All told, the initial list covers 500 “shoppable services,” running from CT scans of the head and brain, down to foot and ankle x-rays. The administration said its goal is to compel consumers to seek out the best deals for their treatment.
“Hidden healthcare prices have produced a dysfunctional system that serves special interests but leaves patients out in the cold,” CMS Administrator Seema Verma said Thursday. “Price transparency puts patients in control and supports competition on the basis of cost and quality which can rein in the high cost of care.”
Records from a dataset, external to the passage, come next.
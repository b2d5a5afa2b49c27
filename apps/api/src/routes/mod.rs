pub mod health;

use axum::{
    routing::{get, post},
    Router,
};

use crate::documents::handlers::handle_extract_cv_text;
use crate::generation::handlers::handle_generate_materials;
use crate::jobs::handlers::handle_extract_job_details;
use crate::state::AppState;

pub fn build_router(state: AppState) -> Router {
    Router::new()
        .route("/health", get(health::health_handler))
        .route("/extract-job-details", post(handle_extract_job_details))
        .route("/generate-materials", post(handle_generate_materials))
        .route("/extract-cv-text", post(handle_extract_cv_text))
        .with_state(state)
}
// Application material generation: CV, cover letter, networking advice and
// compatibility insights, plus the match score derived from them.
// All LLM calls go through llm_client::CompletionModel.

pub mod generator;
pub mod handlers;
pub mod insights;
pub mod language;
pub mod prompts;
pub mod scoring;
//! Bounded retry with capped exponential backoff for fallible async calls.

use std::fmt::Display;
use std::future::Future;
use std::time::Duration;

use tracing::warn;

#[derive(Debug, Clone, Copy, PartialEq, Eq)]
pub struct RetryPolicy {
    /// Total attempts including the first one. Zero is treated as one.
    pub max_attempts: u32,
    pub initial_backoff: Duration,
    pub max_backoff: Duration,
}

impl RetryPolicy {
    /// Policy for generation tasks: 3 attempts, 2s doubling, capped at 10s.
    pub const fn generation() -> Self {
        Self {
            max_attempts: 3,
            initial_backoff: Duration::from_secs(2),
            max_backoff: Duration::from_secs(10),
        }
    }

    /// Delay slept before retry number `retry` (1-based).
    pub fn backoff(&self, retry: u32) -> Duration {
        let factor = 1u32.checked_shl(retry.saturating_sub(1)).unwrap_or(u32::MAX);
        self.initial_backoff
            .checked_mul(factor)
            .unwrap_or(self.max_backoff)
            .min(self.max_backoff)
    }

    /// Runs `op` until it succeeds or attempts are exhausted, returning the last error.
    pub async fn run<T, E, F, Fut>(&self, label: &str, mut op: F) -> Result<T, E>
    where
        F: FnMut() -> Fut,
        Fut: Future<Output = Result<T, E>>,
        E: Display,
    {
        let attempts = self.max_attempts.max(1);
        let mut attempt = 1;
        loop {
            match op().await {
                Ok(value) => return Ok(value),
                Err(e) if attempt < attempts => {
                    let delay = self.backoff(attempt);
                    warn!(
                        "{} attempt {}/{} failed: {}; retrying after {}ms",
                        label,
                        attempt,
                        attempts,
                        e,
                        delay.as_millis()
                    );
                    tokio::time::sleep(delay).await;
                    attempt += 1;
                }
                Err(e) => return Err(e),
            }
        }
    }
}

#[cfg(test)]
mod tests {
    use super::*;
    use std::sync::atomic::{AtomicU32, Ordering};

    #[test]
    fn test_generation_backoff_schedule() {
        let policy = RetryPolicy::generation();
        assert_eq!(policy.backoff(1), Duration::from_secs(2));
        assert_eq!(policy.backoff(2), Duration::from_secs(4));
        assert_eq!(policy.backoff(3), Duration::from_secs(8));
        assert_eq!(policy.backoff(4), Duration::from_secs(10));
        assert_eq!(policy.backoff(40), Duration::from_secs(10));
    }

    #[tokio::test(start_paused = true)]
    async fn test_succeeds_after_transient_failures() {
        let calls = AtomicU32::new(0);
        let started = tokio::time::Instant::now();

        let result: Result<u32, String> = RetryPolicy::generation()
            .run("test", || async {
                let n = calls.fetch_add(1, Ordering::SeqCst) + 1;
                if n < 3 {
                    Err(format!("fail {n}"))
                } else {
                    Ok(n)
                }
            })
            .await;

        assert_eq!(result.unwrap(), 3);
        assert_eq!(calls.load(Ordering::SeqCst), 3);
        // 2s + 4s of backoff
        let elapsed = started.elapsed();
        assert!(elapsed >= Duration::from_secs(6) && elapsed < Duration::from_secs(7));
    }

    #[tokio::test(start_paused = true)]
    async fn test_returns_last_error_when_exhausted() {
        let calls = AtomicU32::new(0);
        let result: Result<(), String> = RetryPolicy::generation()
            .run("test", || async {
                let n = calls.fetch_add(1, Ordering::SeqCst) + 1;
                Err(format!("fail {n}"))
            })
            .await;

        assert_eq!(result.unwrap_err(), "fail 3");
        assert_eq!(calls.load(Ordering::SeqCst), 3);
    }

    #[tokio::test]
    async fn test_zero_attempts_runs_once() {
        let calls = AtomicU32::new(0);
        let policy = RetryPolicy {
            max_attempts: 0,
            initial_backoff: Duration::ZERO,
            max_backoff: Duration::ZERO,
        };
        let result: Result<(), &str> = policy
            .run("test", || async {
                calls.fetch_add(1, Ordering::SeqCst);
                Err("boom")
            })
            .await;
        assert!(result.is_err());
        assert_eq!(calls.load(Ordering::SeqCst), 1);
    }
}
The rule pertains to most group health plans—along with insurance issuers in the group and individual markets—covering about 200 million Americans. It stipulates that insurers must provide easy-t0-understand info on enrollee cost-sharing, along with the rates they’re actually paying to radiologists and other providers for services. Beginning Jan. 1, 2023, they must offer an online shopping tool allowing patients to see the negotiated rate, along with a personalized estimate of out-of-pocket costs for those 500 shoppable services. By the start of 2024, CMS will require pricing for all remaining procedures, along with drugs and durable medical equipment.
The agency is also doing the same with a separate rule for hospitals that starts Jan. 1, which the American Hospital Association is currently fighting in court.
America’s Health Insurance Plans blasted the final rule on Thursday, claiming it will lead to costlier care for consumers. It noted that 75% of commercial insurers already provide price transparency tools to more than 120 million beneficiaries and divulging these amounts will have the opposite intended effect.
“Competition experts, including the bipartisan Federal Trade Commission, agree that disclosing privately negotiated rates will reduce incentives to offer lower rates, creating a floor—not a ceiling—for the prices that drugmakers, providers and device makers would be willing to accept,” Matt Eyles, president and CEO of the insurance lobbying group, said in a statement.